The answer might be obvious (of course he wouldn’t) and the
question might be wildly fantastic and unhelpfully simplistic, but such
is the nature of Will Thomas’s mildly entertaining detective novel “To
Kingdom Come.”
“Kingdom” is Thomas’ second novel, and, as in his debut,
“Some Danger Involved,” it features the crime-fighting duo of Victorian
“private enquiry agent” Cyrus Barker and his young assistant, Thomas
Llewelyn. Barker is a sort of Sherlock Holmes on steroids: in addition
to possessing a strange omniscience, he is in peak physical condition
and can defeat even the most formidable of adversaries in hand-to-hand
combat (or, as is inexplicably the case here, stick fighting). He is
also a botanist with an Edenic garden, a man with connections of every
sort in several nations, and the inventor of a bulletproof lead coat—in
1884. He is never required to outrun a speeding bullet or stop the
passage of time, but it wouldn’t exactly come as a surprise if he
could. (At least Holmes had a drug problem to humanize him).
In addition to pumping up the detective figure, Thomas’ main
innovation is combining the classical detective fiction of Conan Doyle
with the hardboiled works of Dashiell Hammett and Raymond Chandler. The
two subgenres meet in Llewelyn, the only character with any sort of
depth, who narrates his boss’s exploits à la Watson while participating
in them with the laconic wit of Philip Marlowe and Sam Spade.

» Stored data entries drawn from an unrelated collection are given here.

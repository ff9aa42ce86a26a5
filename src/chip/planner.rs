//! Overlapping chip grid over a raster extent.

use crate::constants::DEFAULT_OVERLAP_DIVISOR;
use crate::error::{Error, Result};
use serde::{Deserialize, Serialize};

/// One chip window in raster pixel coordinates.
#[derive(Debug, Clone, Copy, PartialEq, Eq, Serialize, Deserialize)]
pub struct ChipWindow {
    /// Position of the window in grid order.
    pub id: usize,
    /// First row covered.
    pub row_offset: usize,
    /// First column covered.
    pub col_offset: usize,
    /// Width in pixels (may extend past the raster edge).
    pub width: usize,
    /// Height in pixels (may extend past the raster edge).
    pub height: usize,
}

impl ChipWindow {
    /// Whether two windows share at least one pixel.
    pub const fn overlaps(&self, other: &Self) -> bool {
        self.row_offset < other.row_offset + other.height
            && other.row_offset < self.row_offset + self.height
            && self.col_offset < other.col_offset + other.width
            && other.col_offset < self.col_offset + self.width
    }
}

/// Chip windows covering a raster, in row-major order.
#[derive(Debug, Clone, PartialEq, Eq, Serialize, Deserialize)]
pub struct ChipGrid {
    /// Raster height in pixels.
    pub raster_rows: usize,
    /// Raster width in pixels.
    pub raster_cols: usize,
    /// Chip edge length.
    pub chip_size: usize,
    /// Overlap between adjacent chips.
    pub overlap: usize,
    /// Offset between consecutive chips along an axis.
    pub stride: usize,
    /// Number of chip rows.
    pub grid_rows: usize,
    /// Number of chip columns.
    pub grid_cols: usize,
    /// The windows.
    pub windows: Vec<ChipWindow>,
}

impl ChipGrid {
    /// Number of windows.
    pub fn len(&self) -> usize {
        self.windows.len()
    }

    /// Whether the grid has no windows.
    pub fn is_empty(&self) -> bool {
        self.windows.is_empty()
    }

    /// Window by id.
    pub fn get(&self, id: usize) -> Option<&ChipWindow> {
        self.windows.get(id)
    }
}

/// Overlap used when none is configured.
pub const fn default_overlap(chip_size: u32) -> u32 {
    chip_size / DEFAULT_OVERLAP_DIVISOR
}

/// Offsets `0, stride, 2 * stride, ...` strictly below `extent`.
fn axis_offsets(extent: usize, stride: usize) -> Vec<usize> {
    (0..extent).step_by(stride).collect()
}

/// Plan the chip grid for a `rows x cols` raster.
///
/// Consecutive windows along each axis start `chip_size - overlap` apart.
/// The last window on each axis keeps the full chip size and may extend
/// past the raster, so every pixel is covered.
pub fn plan_chips(rows: usize, cols: usize, chip_size: u32, overlap: u32) -> Result<ChipGrid> {
    if chip_size == 0 || chip_size <= overlap {
        return Err(Error::InvalidChipSize { chip_size, overlap });
    }
    let size = chip_size as usize;
    let stride = (chip_size - overlap) as usize;

    let row_offsets = axis_offsets(rows, stride);
    let col_offsets = axis_offsets(cols, stride);

    let windows = row_offsets
        .iter()
        .flat_map(|&row_offset| {
            col_offsets.iter().map(move |&col_offset| (row_offset, col_offset))
        })
        .enumerate()
        .map(|(id, (row_offset, col_offset))| ChipWindow {
            id,
            row_offset,
            col_offset,
            width: size,
            height: size,
        })
        .collect();

    Ok(ChipGrid {
        raster_rows: rows,
        raster_cols: cols,
        chip_size: size,
        overlap: overlap as usize,
        stride,
        grid_rows: row_offsets.len(),
        grid_cols: col_offsets.len(),
        windows,
    })
}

In “Kingdom,” Thomas unleashes this team on the urgent
subject of terrorism. It is May 30, 1884, and the Irish Republican
Brotherhood (IRB), a terrorist organization working to liberate the
Emerald Isle from British rule, has just detonated a bomb at Scotland
Yard. Barker and Llewelyn immediately offer their services to the
government and infiltrate a secretive IRB faction, posing as a German
bomb maker and his assistant. They must work to earn the group’s trust
while preparing to stop its ultimate plan to bring London to its
knees—without concern for innocent life and perhaps more for personal
than national gain, of course. Llewelyn, for his part, must also fight
against his desire for Maire O’Casey, the femme fatale sister of one
radical.
At the most basic level, “Kingdom” is only a partial success.

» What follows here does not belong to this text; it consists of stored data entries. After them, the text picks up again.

//! Georeferencing embedded in GeoTIFF tags.

use super::GeoTransform;
use crate::error::{Error, Result};
use std::fs::File;
use std::io::{BufReader, Read, Seek};
use std::path::Path;
use tiff::TiffResult;
use tiff::decoder::Decoder;
use tiff::tags::Tag;

/// GeoKey describing whether pixel values cover an area or a point.
const GT_RASTER_TYPE_GEO_KEY: u32 = 1025;
/// `GTRasterTypeGeoKey` value for point-sampled rasters.
const RASTER_PIXEL_IS_POINT: u32 = 2;

/// Whether `path` has a TIFF extension.
pub fn is_tiff(path: &Path) -> bool {
    path.extension()
        .and_then(|ext| ext.to_str())
        .is_some_and(|ext| ext.eq_ignore_ascii_case("tif") || ext.eq_ignore_ascii_case("tiff"))
}

/// Read the transform stored in a GeoTIFF's tags, if it has one.
pub fn read_geotiff_transform(path: &Path) -> Result<Option<GeoTransform>> {
    let tag_error = |message: String| Error::GeoTiffTags {
        path: path.to_path_buf(),
        message,
    };
    let file = File::open(path).map_err(|e| tag_error(e.to_string()))?;
    let mut decoder = Decoder::new(BufReader::new(file)).map_err(|e| tag_error(e.to_string()))?;
    let tags = GeoTags::read(&mut decoder).map_err(|e| tag_error(e.to_string()))?;
    Ok(tags.transform())
}

/// Raw GeoTIFF tag values relevant to the pixel-to-model transform.
#[derive(Debug, Clone, Default, PartialEq)]
pub struct GeoTags {
    /// `ModelTransformationTag`, a row-major 4x4 matrix.
    pub model_transformation: Option<Vec<f64>>,
    /// `ModelTiepointTag`, groups of `(I, J, K, X, Y, Z)`.
    pub tiepoints: Option<Vec<f64>>,
    /// `ModelPixelScaleTag`, `(ScaleX, ScaleY, ScaleZ)`.
    pub pixel_scale: Option<Vec<f64>>,
    /// Pixel centers rather than corners are tied to model space.
    pub pixel_is_point: bool,
}

impl GeoTags {
    fn read<R: Read + Seek>(decoder: &mut Decoder<R>) -> TiffResult<Self> {
        let model_transformation = find_f64s(decoder, Tag::ModelTransformationTag)?;
        let tiepoints = find_f64s(decoder, Tag::ModelTiepointTag)?;
        let pixel_scale = find_f64s(decoder, Tag::ModelPixelScaleTag)?;
        let geo_keys = decoder
            .find_tag(Tag::GeoKeyDirectoryTag)?
            .map(|value| value.into_u32_vec())
            .transpose()?;
        Ok(Self {
            model_transformation,
            tiepoints,
            pixel_scale,
            pixel_is_point: geo_keys.as_deref().is_some_and(is_pixel_is_point),
        })
    }

    /// Affine transform addressing pixel corners.
    ///
    /// `ModelTransformationTag` takes precedence over a tiepoint and pixel
    /// scale pair. Only the first tiepoint is used.
    pub fn transform(&self) -> Option<GeoTransform> {
        let [x0, a, b, y0, d, e] = if let Some(m) = self.model_transformation.as_deref() {
            if m.len() < 8 {
                return None;
            }
            [m[3], m[0], m[1], m[7], m[4], m[5]]
        } else {
            let (Some(tie), Some(scale)) = (self.tiepoints.as_deref(), self.pixel_scale.as_deref())
            else {
                return None;
            };
            if tie.len() < 6 || scale.len() < 2 || scale[0] == 0.0 || scale[1] == 0.0 {
                return None;
            }
            let (sx, sy) = (scale[0], scale[1]);
            [tie[3] - tie[0] * sx, sx, 0.0, tie[4] + tie[1] * sy, 0.0, -sy]
        };

        let (x0, y0) = if self.pixel_is_point {
            (x0 - (a + b) / 2.0, y0 - (d + e) / 2.0)
        } else {
            (x0, y0)
        };
        let coefficients = [x0, a, b, y0, d, e];
        coefficients
            .iter()
            .all(|v| v.is_finite())
            .then_some(GeoTransform(coefficients))
    }
}

fn find_f64s<R: Read + Seek>(decoder: &mut Decoder<R>, tag: Tag) -> TiffResult<Option<Vec<f64>>> {
    decoder
        .find_tag(tag)?
        .map(|value| value.into_f64_vec())
        .transpose()
}

/// Whether a GeoKey directory declares `RasterPixelIsPoint`.
fn is_pixel_is_point(keys: &[u32]) -> bool {
    keys.get(4..).unwrap_or_default().chunks_exact(4).any(|entry| {
        entry[0] == GT_RASTER_TYPE_GEO_KEY && entry[1] == 0 && entry[3] == RASTER_PIXEL_IS_POINT
    })
}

The writing is at times clumsy, and almost every character seems cut
out of cardboard (something especially evident when a burly Scotland
Yard cop hilariously bullies Barker with the prospect of preventing him
from teaching his “precious physical training classes” and when the
criminal mastermind maniacally blathers like the worst sort of Bond
villain). Still, Thomas maintains a brisk pace, and the read is quick
and often fun.
Beyond that, however, the novel falls completely flat. Any
contemporary work that features terrorism is bound to have political
implications, but those in “Kingdom” are so thinly veiled as to be
laughable.
“Patriotism aside, I fail to see what you hope to gain,” the British Spymaster tells Barker of his mission.

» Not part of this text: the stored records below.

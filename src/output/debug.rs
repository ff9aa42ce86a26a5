//! Debug artifact describing how a run tiled and merged.

use crate::aggregate::SkippedDetection;
use crate::chip::ChipGrid;
use crate::error::Result;
use crate::geometry::BoundingBox;
use crate::output::write_json;
use crate::pipeline::PipelineRun;
use chrono::{DateTime, Utc};
use serde::{Deserialize, Serialize};
use std::path::Path;

/// Chip grid, per-chip counts and merge groups of one run.
#[derive(Debug, Serialize, Deserialize)]
pub struct DebugArtifact {
    /// When the artifact was written.
    pub created: DateTime<Utc>,
    /// The chip grid.
    pub grid: ChipGrid,
    /// Per-chip detection counts.
    pub chips: Vec<ChipSummary>,
    /// One entry per merged detection.
    pub merge_groups: Vec<MergeGroup>,
    /// Detections dropped for malformed geometry.
    pub skipped: Vec<SkippedDetection>,
    /// Merged detections removed by the mask.
    pub masked_out: usize,
}

/// Detections reported for one chip.
#[derive(Debug, Serialize, Deserialize)]
pub struct ChipSummary {
    /// Chip id.
    pub id: usize,
    /// First raster row.
    pub row_offset: usize,
    /// First raster column.
    pub col_offset: usize,
    /// Raw detections at or above the score threshold.
    pub detections: usize,
}

/// Detections merged into one.
#[derive(Debug, Serialize, Deserialize)]
pub struct MergeGroup {
    /// Class identifier.
    pub class_id: u32,
    /// Kept detection.
    pub seed: usize,
    /// Kept box in raster pixels.
    pub bbox: BoundingBox,
    /// Every detection id in the group.
    pub members: Vec<usize>,
    /// Chips the members came from, ascending and deduplicated.
    pub chips: Vec<usize>,
}

impl DebugArtifact {
    /// Summarize `run`.
    pub fn from_run(run: &PipelineRun) -> Self {
        let chips = run
            .grid
            .windows
            .iter()
            .zip(&run.chip_detections)
            .map(|(w, &detections)| ChipSummary {
                id: w.id,
                row_offset: w.row_offset,
                col_offset: w.col_offset,
                detections,
            })
            .collect();

        let merge_groups = run
            .merge
            .detections
            .iter()
            .map(|d| {
                let mut chips: Vec<usize> = d
                    .members
                    .iter()
                    .filter_map(|&id| run.detections.get(id).map(|g| g.chip))
                    .collect();
                chips.sort_unstable();
                chips.dedup();
                MergeGroup {
                    class_id: d.class_id,
                    seed: d.seed,
                    bbox: d.bbox,
                    members: d.members.clone(),
                    chips,
                }
            })
            .collect();

        Self {
            created: Utc::now(),
            grid: run.grid.clone(),
            chips,
            merge_groups,
            skipped: run.merge.skipped.clone(),
            masked_out: run.masked_out(),
        }
    }

    /// Write as JSON.
    pub fn write(&self, path: &Path) -> Result<()> {
        write_json(path, self)
    }
}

“As far as I am concerned,” Barker later says, doing his best
Rambo impression, “it became my affair when they injured innocent
London citizens and damaged public buildings.”
In case any reader flirts with becoming a terrorist
sympathizer, Thomas is sure to reduce a complex political situation to
a black-and-white equation any child can understand: terrorists are
bad, others are good.
One Irishman “could have played Mephistopheles” while another has “a devilish appearance.”
“They would ally themselves to Satan if it meant they could have their own country,” Llewelyn observes.
Whether or not the Oklahoma-based Thomas voted for President
George W. Bush, he has effectively written the wet dream of all those
who did. The adolescent fantasy of a lone ranger detective
single-handedly thwarting the plot of terrorists has alarming
implications for unilateral American militarism (though one must wonder
if Thomas sees the humor in having his duo defend an imperialist
monarchy).
Even the president’s conservative Protestant religiosity
finds its way into the novel—Barker freely quotes Scripture, complete
with chapter and verse citations—and, indeed, an emphatic and annoying
self-righteousness underlies Thomas’ political posturing.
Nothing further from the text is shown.